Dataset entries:
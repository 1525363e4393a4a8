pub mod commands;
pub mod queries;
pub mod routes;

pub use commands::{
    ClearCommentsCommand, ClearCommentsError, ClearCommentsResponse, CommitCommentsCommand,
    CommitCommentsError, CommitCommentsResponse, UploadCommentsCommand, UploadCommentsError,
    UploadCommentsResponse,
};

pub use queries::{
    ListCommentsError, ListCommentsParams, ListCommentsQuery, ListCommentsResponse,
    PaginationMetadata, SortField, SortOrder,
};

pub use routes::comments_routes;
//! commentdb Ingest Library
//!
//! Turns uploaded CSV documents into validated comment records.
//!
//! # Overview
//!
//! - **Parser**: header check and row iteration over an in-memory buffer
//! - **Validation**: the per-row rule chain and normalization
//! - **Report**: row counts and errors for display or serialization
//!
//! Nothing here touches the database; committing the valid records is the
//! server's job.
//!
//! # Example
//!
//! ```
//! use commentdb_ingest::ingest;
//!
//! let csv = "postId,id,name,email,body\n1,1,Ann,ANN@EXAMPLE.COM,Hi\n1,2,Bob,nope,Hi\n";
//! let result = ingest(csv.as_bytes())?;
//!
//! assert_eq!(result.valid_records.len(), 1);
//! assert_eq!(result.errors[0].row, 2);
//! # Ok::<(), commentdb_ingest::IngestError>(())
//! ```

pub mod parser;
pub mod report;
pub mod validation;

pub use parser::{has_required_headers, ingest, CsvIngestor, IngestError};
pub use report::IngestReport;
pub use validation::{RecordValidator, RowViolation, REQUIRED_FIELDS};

---

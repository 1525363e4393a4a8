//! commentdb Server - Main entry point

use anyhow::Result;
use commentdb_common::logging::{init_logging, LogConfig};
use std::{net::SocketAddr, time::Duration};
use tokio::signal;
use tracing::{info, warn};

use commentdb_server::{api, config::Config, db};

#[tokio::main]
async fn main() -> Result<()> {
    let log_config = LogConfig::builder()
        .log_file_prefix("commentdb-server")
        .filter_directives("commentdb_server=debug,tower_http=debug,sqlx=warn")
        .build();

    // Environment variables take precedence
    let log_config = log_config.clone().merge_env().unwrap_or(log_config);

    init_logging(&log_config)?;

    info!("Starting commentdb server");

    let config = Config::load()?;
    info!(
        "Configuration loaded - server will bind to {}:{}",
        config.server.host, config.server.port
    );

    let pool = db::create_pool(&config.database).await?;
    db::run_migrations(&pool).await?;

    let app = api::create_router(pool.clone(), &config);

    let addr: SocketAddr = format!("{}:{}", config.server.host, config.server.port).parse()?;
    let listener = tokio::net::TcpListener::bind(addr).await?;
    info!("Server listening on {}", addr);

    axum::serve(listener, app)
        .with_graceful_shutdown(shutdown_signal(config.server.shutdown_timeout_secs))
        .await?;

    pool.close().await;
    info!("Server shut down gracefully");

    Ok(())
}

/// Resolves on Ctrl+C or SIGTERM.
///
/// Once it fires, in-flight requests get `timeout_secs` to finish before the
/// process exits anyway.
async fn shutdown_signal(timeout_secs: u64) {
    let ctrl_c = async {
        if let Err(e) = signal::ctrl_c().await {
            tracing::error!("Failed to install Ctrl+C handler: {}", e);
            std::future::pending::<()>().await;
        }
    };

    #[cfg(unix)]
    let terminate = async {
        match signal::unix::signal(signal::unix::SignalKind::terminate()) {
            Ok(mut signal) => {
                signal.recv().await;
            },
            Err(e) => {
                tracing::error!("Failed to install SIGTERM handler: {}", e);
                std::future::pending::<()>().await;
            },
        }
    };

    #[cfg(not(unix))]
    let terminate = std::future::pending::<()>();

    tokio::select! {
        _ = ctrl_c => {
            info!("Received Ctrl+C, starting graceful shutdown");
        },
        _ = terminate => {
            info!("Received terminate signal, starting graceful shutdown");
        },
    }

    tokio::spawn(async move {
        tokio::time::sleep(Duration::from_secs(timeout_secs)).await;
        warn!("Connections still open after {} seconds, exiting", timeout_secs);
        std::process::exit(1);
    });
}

- DIRECTIONS -
Print exactly the lines above, between the one holding "init_logging(&log_config)?;" and the one holding "let listener = tokio::net::TcpListener::bind(addr).await?;", inclusive, and nothing besides.

- ANSWER FOR THE TASK -
    init_logging(&log_config)?;

    info!("Starting commentdb server");

    let config = Config::load()?;
    info!(
        "Configuration loaded - server will bind to {}:{}",
        config.server.host, config.server.port
    );

    let pool = db::create_pool(&config.database).await?;
    db::run_migrations(&pool).await?;

    let app = api::create_router(pool.clone(), &config);

    let addr: SocketAddr = format!("{}:{}", config.server.host, config.server.port).parse()?;
    let listener = tokio::net::TcpListener::bind(addr).await?;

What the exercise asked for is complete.